Unsupervised Backdoor Detection and Mitigation for Spiking Neural Networks
Jiachen Li, Bang Wu, Xiaoyu Xia, Xiaoning Liu, Xun Yi, Xiuzhen Zhang
TL;DR
This work addresses backdoor threats in Spiking Neural Networks (SNNs) by proposing a full lifecycle defense tailored to their neuromorphic, event-driven nature. Temporal Membrane Potential Backdoor Detection (TMPBD) provides unsupervised, data-free detection by exploiting the maximum margin of temporal membrane potential, while Neural Dendrites Suppression Backdoor Mitigation (NDSBM) clamps early-layer inputs to suppress malicious neurons with minimal impact on clean accuracy.
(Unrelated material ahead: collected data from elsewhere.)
#[cfg(test)]
mod tests {
    use super::*;
    use tokio::sync::mpsc;
    use wiremock::matchers::{body_partial_json, header, method, path};
    use wiremock::{Mock, MockServer, ResponseTemplate};

    fn sse_response(payloads: &[&str]) -> ResponseTemplate {
        let mut body = String::new();
        for p in payloads {
            body.push_str("data: ");
            body.push_str(p);
            body.push_str("\n\n");
        }
        ResponseTemplate::new(200)
            .insert_header("content-type", "text/event-stream")
            .set_body_string(body)
    }

    async fn run_adapter(
        server: &MockServer,
        prompt: &str,
    ) -> (Result<Usage, AdapterError>, Vec<Event>) {
        let config = AnthropicConfig::new("sk-ant-test").with_base_url(server.uri());
        let adapter = AnthropicAdapter::new(config);
        let (tx, mut rx) = mpsc::channel(64);
        let mut sink = EventSink::new(tx);
        let input = RunAgentInput::single_turn("t", "r", prompt);
        let result = adapter.execute(input, &mut sink).await;
        drop(sink);
        let mut events = Vec::new();
        while let Some(ev) = rx.recv().await {
            events.push(ev);
        }
        (result, events)
    }

    #[tokio::test]
    async fn text_blocks_translate_to_message_events() {
        let server = MockServer::start().await;
        Mock::given(method("POST"))
            .and(path("/v1/messages"))
            .and(header("anthropic-version", "2023-06-01"))
            .respond_with(sse_response(&[
                r#"{"type":"message_start","message":{"usage":{"input_tokens":25,"output_tokens":1}}}"#,
                r#"{"type":"content_block_start","index":0,"content_block":{"type":"text","text":""}}"#,
                r#"{"type":"content_block_delta","index":0,"delta":{"type":"text_delta","text":"Hello"}}"#,
                r#"{"type":"content_block_delta","index":0,"delta":{"type":"text_delta","text":" world"}}"#,
                r#"{"type":"content_block_stop","index":0}"#,
                r#"{"type":"message_delta","delta":{"stop_reason":"end_turn"},"usage":{"output_tokens":12}}"#,
                r#"{"type":"message_stop"}"#,
            ]))
            .mount(&server)
            .await;

        let (result, events) = run_adapter(&server, "Say hello").await;
        let usage = result.unwrap();
        assert_eq!(usage.input_tokens, 25);
        assert_eq!(usage.output_tokens, 12);
        assert_eq!(usage.total_tokens, 37);

        let kinds: Vec<_> = events.iter().map(Event::kind).collect();
        assert_eq!(
            kinds,
            vec![
                "TEXT_MESSAGE_START",
                "TEXT_MESSAGE_CONTENT",
                "TEXT_MESSAGE_CONTENT",
                "TEXT_MESSAGE_END",
            ]
        );
    }

    #[tokio::test]
    async fn tool_use_executes_between_end_and_result_then_follows_up() {
        let server = MockServer::start().await;

        // First turn: a tool_use block requesting the calculator.
        Mock::given(method("POST"))
            .and(path("/v1/messages"))
            .and(body_partial_json(json!({"stream": true})))
            .respond_with(sse_response(&[
                r#"{"type":"message_start","message":{"usage":{"input_tokens":30,"output_tokens":1}}}"#,
                r#"{"type":"content_block_start","index":0,"content_block":{"type":"tool_use","id":"toolu_1","name":"calculator","input":{}}}"#,
                r#"{"type":"content_block_delta","index":0,"delta":{"type":"input_json_delta","partial_json":"{\"expression\":"}}"#,
                r#"{"type":"content_block_delta","index":0,"delta":{"type":"input_json_delta","partial_json":"\"2 + 2\"}"}}"#,
                r#"{"type":"content_block_stop","index":0}"#,
                r#"{"type":"message_delta","delta":{"stop_reason":"tool_use"},"usage":{"output_tokens":20}}"#,
                r#"{"type":"message_stop"}"#,
            ]))
            .up_to_n_times(1)
            .mount(&server)
            .await;

        // Follow-up turn: the final answer.
        Mock::given(method("POST"))
            .and(path("/v1/messages"))
            .respond_with(sse_response(&[
                r#"{"type":"message_start","message":{"usage":{"input_tokens":60,"output_tokens":1}}}"#,
                r#"{"type":"content_block_start","index":0,"content_block":{"type":"text","text":""}}"#,
                r#"{"type":"content_block_delta","index":0,"delta":{"type":"text_delta","text":"2 + 2 is 4."}}"#,
                r#"{"type":"content_block_stop","index":0}"#,
                r#"{"type":"message_delta","delta":{"stop_reason":"end_turn"},"usage":{"output_tokens":8}}"#,
                r#"{"type":"message_stop"}"#,
            ]))
            .mount(&server)
            .await;

        let (result, events) = run_adapter(&server, "What is 2 + 2?").await;
        result.unwrap();

        let kinds: Vec<_> = events.iter().map(Event::kind).collect();
        assert_eq!(
            kinds,
            vec![
                "TOOL_CALL_START",
                "TOOL_CALL_ARGS",
                "TOOL_CALL_ARGS",
                "TOOL_CALL_END",
                "TOOL_CALL_RESULT",
                "TEXT_MESSAGE_START",
                "TEXT_MESSAGE_CONTENT",
                "TEXT_MESSAGE_END",
            ]
        );

        match &events[4] {
            Event::ToolCallResult { result, .. } => assert_eq!(result, "2 + 2 = 4"),
            other => panic!("expected TOOL_CALL_RESULT, got {other:?}"),
        }
    }

    #[tokio::test]
    async fn thinking_blocks_translate_to_thinking_events() {
        let server = MockServer::start().await;
        Mock::given(method("POST"))
            .and(path("/v1/messages"))
            .respond_with(sse_response(&[
                r#"{"type":"content_block_start","index":0,"content_block":{"type":"thinking","thinking":""}}"#,
                r#"{"type":"content_block_delta","index":0,"delta":{"type":"thinking_delta","thinking":"x = 7"}}"#,
                r#"{"type":"content_block_stop","index":0}"#,
                r#"{"type":"content_block_start","index":1,"content_block":{"type":"text","text":""}}"#,
                r#"{"type":"content_block_delta","index":1,"delta":{"type":"text_delta","text":"x is 7"}}"#,
                r#"{"type":"content_block_stop","index":1}"#,
                r#"{"type":"message_delta","delta":{"stop_reason":"end_turn"}}"#,
                r#"{"type":"message_stop"}"#,
            ]))
            .mount(&server)
            .await;

        let (result, events) = run_adapter(&server, "Think about x + 5 = 12").await;
        result.unwrap();
        let kinds: Vec<_> = events.iter().map(Event::kind).collect();
        assert_eq!(
            kinds,
            vec![
                "THINKING_START",
                "THINKING_CONTENT",
                "THINKING_END",
                "TEXT_MESSAGE_START",
                "TEXT_MESSAGE_CONTENT",
                "TEXT_MESSAGE_END",
            ]
        );
    }

    #[tokio::test]
    async fn stream_error_event_surfaces_as_upstream_error() {
        let server = MockServer::start().await;
        Mock::given(method("POST"))
            .and(path("/v1/messages"))
            .respond_with(sse_response(&[
                r#"{"type":"content_block_start","index":0,"content_block":{"type":"text","text":""}}"#,
                r#"{"type":"content_block_delta","index":0,"delta":{"type":"text_delta","text":"partial"}}"#,
                r#"{"type":"error","error":{"type":"overloaded_error","message":"try later"}}"#,
            ]))
            .mount(&server)
            .await;

        let (result, events) = run_adapter(&server, "hello").await;
        let err = result.unwrap_err();
        assert_eq!(err.code(), "UPSTREAM_ERROR");
        assert!(err.to_string().contains("overloaded_error"));
        // Partial text is not retracted.
        assert!(events.iter().any(|e| e.kind() == "TEXT_MESSAGE_CONTENT"));
    }

    use serde_json::json;
}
Together, TMPBD and NDSBM achieve 100% attack-label detection accuracy and dramatically reduce attack success rates (ASR) from 100% to as low as 2.81% when used end-to-end, across multiple neuromorphic benchmarks and backdoor variants. The approach advances practical security for SNNs, showing robustness to adaptive attacks and imbalanced data, and offering a scalable, data-efficient defense suitable for deployment in neuromorphic contexts.
Abstract
Spiking Neural Networks (SNNs) have gained increasing attention for their superior energy efficiency compared to Artificial Neural Networks (ANNs). However, their security aspects, particularly under backdoor attacks, have received limited attention. Existing defense methods developed for ANNs perform poorly or can be easily bypassed in SNNs due to their event-driven and temporal dependencies. This paper identifies the key blockers that hinder traditional backdoor defenses in SNNs and proposes an unsupervised post-training detection framework, Temporal Membrane Potential Backdoor Detection (TMPBD), to overcome these challenges. TMPBD leverages the maximum margin statistics of temporal membrane potential (TMP) in the final spiking layer to detect target labels without any attack knowledge or data access. We further introduce a robust mitigation mechanism, Neural Dendrites Suppression Backdoor Mitigation (NDSBM), which clamps dendritic connections between early convolutional layers to suppress malicious neurons while preserving benign behaviors, guided by TMP extracted from a small, clean, unlabeled dataset. Extensive experiments on multiple neuromorphic benchmarks and state-of-the-art input-aware dynamic trigger attacks demonstrate that TMPBD achieves 100% detection accuracy, while NDSBM reduces the attack success rate from 100% to 8.44%, and to 2.81% when combined with detection, without degrading clean accuracy.